> [Problem to work on] Every line below that carries the word "KeyOrder" needs to be copied.

╭─ Data in this exercise

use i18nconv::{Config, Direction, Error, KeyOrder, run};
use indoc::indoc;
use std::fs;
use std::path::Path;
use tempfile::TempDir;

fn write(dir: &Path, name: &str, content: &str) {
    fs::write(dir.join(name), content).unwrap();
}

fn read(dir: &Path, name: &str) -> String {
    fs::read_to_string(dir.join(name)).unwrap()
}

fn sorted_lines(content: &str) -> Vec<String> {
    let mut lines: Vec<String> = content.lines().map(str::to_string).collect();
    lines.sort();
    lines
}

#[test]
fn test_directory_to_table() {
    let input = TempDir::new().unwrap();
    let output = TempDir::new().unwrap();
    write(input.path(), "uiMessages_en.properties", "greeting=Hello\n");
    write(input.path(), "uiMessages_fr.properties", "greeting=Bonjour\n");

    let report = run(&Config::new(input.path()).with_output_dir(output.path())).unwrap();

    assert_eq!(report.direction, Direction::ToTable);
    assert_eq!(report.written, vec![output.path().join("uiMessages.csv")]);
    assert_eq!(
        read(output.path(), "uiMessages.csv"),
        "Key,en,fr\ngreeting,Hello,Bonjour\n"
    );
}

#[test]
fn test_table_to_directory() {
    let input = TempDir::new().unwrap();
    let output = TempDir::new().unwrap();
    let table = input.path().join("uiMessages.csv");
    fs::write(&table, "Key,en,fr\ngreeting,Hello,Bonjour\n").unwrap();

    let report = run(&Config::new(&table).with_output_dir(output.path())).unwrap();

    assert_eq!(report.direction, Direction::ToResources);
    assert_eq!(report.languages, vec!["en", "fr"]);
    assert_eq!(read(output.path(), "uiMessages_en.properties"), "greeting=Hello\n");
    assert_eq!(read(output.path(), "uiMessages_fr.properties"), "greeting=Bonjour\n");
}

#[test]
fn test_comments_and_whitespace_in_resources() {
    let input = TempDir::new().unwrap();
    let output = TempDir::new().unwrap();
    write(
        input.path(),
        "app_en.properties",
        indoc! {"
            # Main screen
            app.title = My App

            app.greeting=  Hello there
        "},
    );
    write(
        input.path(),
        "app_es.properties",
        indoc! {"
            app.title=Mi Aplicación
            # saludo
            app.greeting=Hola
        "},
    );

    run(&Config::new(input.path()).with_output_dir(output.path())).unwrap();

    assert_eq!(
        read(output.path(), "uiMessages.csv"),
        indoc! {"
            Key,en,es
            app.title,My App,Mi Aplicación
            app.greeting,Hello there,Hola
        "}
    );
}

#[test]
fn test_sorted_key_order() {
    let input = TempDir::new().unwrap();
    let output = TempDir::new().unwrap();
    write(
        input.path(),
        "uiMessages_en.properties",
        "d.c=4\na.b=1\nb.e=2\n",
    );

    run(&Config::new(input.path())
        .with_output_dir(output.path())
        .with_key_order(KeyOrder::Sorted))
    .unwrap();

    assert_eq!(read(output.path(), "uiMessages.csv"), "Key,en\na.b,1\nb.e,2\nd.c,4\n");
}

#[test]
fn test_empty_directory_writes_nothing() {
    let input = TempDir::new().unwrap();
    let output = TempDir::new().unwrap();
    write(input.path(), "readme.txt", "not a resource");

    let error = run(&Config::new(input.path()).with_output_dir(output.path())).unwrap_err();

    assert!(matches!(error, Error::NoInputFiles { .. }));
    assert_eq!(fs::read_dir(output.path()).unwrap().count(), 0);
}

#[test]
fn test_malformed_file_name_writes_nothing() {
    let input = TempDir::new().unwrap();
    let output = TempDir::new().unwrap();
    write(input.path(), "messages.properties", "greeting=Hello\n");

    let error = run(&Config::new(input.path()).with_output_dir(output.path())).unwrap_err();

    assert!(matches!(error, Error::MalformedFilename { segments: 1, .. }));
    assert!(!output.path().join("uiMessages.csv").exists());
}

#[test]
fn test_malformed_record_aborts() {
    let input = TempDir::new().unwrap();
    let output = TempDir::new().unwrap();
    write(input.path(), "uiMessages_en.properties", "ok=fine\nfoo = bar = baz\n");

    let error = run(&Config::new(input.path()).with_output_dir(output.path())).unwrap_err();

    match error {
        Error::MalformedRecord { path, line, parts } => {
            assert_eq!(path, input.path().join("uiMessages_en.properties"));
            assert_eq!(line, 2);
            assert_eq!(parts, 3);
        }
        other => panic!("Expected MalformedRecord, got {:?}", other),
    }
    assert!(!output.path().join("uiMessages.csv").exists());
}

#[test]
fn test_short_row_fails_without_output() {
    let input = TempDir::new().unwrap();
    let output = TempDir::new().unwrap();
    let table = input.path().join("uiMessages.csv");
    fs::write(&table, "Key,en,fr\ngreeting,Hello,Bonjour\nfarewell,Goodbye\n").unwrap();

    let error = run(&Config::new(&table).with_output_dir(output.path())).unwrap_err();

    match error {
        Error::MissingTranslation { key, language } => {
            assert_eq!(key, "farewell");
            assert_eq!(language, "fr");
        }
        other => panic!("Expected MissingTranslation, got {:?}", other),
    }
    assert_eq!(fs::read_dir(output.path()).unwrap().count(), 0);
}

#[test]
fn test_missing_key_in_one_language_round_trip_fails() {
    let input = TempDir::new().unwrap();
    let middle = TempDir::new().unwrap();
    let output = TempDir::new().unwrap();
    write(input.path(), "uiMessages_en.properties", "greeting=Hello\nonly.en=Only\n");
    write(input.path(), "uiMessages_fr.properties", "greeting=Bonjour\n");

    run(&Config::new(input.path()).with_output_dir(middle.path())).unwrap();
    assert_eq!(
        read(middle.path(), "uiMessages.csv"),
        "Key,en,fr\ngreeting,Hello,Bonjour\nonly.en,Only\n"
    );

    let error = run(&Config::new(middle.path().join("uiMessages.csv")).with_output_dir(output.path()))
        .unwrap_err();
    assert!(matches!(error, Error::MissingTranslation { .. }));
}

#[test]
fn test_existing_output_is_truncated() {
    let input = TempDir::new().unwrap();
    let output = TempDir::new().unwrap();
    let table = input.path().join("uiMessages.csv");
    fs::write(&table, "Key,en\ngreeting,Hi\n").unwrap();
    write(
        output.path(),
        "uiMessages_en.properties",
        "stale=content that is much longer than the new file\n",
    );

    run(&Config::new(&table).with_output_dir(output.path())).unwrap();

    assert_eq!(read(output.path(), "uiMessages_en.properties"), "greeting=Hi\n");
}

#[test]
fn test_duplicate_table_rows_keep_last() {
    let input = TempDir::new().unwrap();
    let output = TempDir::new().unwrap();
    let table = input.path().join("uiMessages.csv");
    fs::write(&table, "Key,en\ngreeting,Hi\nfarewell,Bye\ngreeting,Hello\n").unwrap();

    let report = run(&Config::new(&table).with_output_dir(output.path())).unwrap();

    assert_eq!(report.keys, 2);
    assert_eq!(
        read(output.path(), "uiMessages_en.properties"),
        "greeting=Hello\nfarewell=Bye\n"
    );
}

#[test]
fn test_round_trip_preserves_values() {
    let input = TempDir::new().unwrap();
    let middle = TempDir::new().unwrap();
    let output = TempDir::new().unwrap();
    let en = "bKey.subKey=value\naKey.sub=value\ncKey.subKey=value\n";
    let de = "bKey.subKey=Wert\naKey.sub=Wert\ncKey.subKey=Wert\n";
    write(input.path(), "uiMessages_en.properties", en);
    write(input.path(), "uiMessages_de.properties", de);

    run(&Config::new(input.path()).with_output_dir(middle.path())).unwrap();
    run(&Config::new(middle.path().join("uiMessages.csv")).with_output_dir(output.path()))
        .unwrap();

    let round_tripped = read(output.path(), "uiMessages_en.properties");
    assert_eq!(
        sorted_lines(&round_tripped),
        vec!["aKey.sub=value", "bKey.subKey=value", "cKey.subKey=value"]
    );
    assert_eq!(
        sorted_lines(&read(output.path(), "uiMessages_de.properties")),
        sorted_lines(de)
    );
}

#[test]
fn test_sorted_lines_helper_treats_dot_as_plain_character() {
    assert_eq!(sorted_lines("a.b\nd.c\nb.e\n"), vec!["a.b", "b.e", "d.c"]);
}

╰─

> [Solution to the exercise]
use i18nconv::{Config, Direction, Error, KeyOrder, run};
        .with_key_order(KeyOrder::Sorted))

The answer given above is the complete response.